▶ Exercise requirements
Among the entries that follow, find the lines containing the string "DateTime" and copy them.

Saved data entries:
* * * *
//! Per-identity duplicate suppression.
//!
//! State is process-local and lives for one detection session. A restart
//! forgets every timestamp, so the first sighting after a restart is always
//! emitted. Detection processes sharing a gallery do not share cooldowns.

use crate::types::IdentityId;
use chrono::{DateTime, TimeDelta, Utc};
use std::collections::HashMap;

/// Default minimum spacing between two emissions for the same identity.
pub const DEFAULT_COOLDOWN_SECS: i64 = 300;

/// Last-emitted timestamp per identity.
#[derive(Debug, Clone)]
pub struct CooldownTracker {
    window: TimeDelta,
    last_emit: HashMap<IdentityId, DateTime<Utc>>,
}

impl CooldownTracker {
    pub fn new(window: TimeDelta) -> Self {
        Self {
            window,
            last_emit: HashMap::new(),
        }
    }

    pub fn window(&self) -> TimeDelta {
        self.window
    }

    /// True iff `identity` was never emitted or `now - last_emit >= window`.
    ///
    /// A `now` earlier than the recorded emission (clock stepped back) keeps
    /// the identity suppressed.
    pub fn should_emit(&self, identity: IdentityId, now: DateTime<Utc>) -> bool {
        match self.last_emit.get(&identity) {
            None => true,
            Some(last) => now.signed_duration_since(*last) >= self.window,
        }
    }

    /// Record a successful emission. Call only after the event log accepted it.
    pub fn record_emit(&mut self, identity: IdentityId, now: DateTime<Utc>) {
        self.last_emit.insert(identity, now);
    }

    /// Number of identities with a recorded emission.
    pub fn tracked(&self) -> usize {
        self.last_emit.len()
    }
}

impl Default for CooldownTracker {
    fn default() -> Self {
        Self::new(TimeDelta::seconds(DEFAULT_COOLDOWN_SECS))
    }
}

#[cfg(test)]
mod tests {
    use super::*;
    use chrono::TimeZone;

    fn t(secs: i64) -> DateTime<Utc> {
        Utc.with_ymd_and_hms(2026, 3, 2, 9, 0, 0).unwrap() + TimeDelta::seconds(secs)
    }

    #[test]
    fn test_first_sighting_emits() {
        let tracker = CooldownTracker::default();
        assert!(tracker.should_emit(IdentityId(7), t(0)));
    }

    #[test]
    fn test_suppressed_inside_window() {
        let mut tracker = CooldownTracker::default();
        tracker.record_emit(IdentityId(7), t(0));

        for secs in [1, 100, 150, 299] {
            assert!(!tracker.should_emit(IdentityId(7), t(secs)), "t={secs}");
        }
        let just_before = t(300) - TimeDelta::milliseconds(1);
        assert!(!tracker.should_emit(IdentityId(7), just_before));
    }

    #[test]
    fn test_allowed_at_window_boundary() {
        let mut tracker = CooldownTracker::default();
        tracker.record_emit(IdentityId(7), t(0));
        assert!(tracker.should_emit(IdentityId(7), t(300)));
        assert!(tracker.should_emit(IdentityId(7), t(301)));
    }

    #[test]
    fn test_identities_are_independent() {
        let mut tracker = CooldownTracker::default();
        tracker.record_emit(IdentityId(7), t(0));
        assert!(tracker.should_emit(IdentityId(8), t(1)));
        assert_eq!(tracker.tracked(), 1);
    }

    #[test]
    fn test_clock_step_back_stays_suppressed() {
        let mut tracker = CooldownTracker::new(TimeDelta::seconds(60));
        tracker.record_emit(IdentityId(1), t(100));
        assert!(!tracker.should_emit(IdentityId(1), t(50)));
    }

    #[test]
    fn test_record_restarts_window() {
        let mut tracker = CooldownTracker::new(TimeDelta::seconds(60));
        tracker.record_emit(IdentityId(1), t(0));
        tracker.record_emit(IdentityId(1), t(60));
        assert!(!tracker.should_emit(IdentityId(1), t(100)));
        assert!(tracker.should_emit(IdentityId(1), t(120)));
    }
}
* * * *
▶ Task response
use chrono::{DateTime, TimeDelta, Utc};
    last_emit: HashMap<IdentityId, DateTime<Utc>>,
    pub fn should_emit(&self, identity: IdentityId, now: DateTime<Utc>) -> bool {
    pub fn record_emit(&mut self, identity: IdentityId, now: DateTime<Utc>) {
    fn t(secs: i64) -> DateTime<Utc> {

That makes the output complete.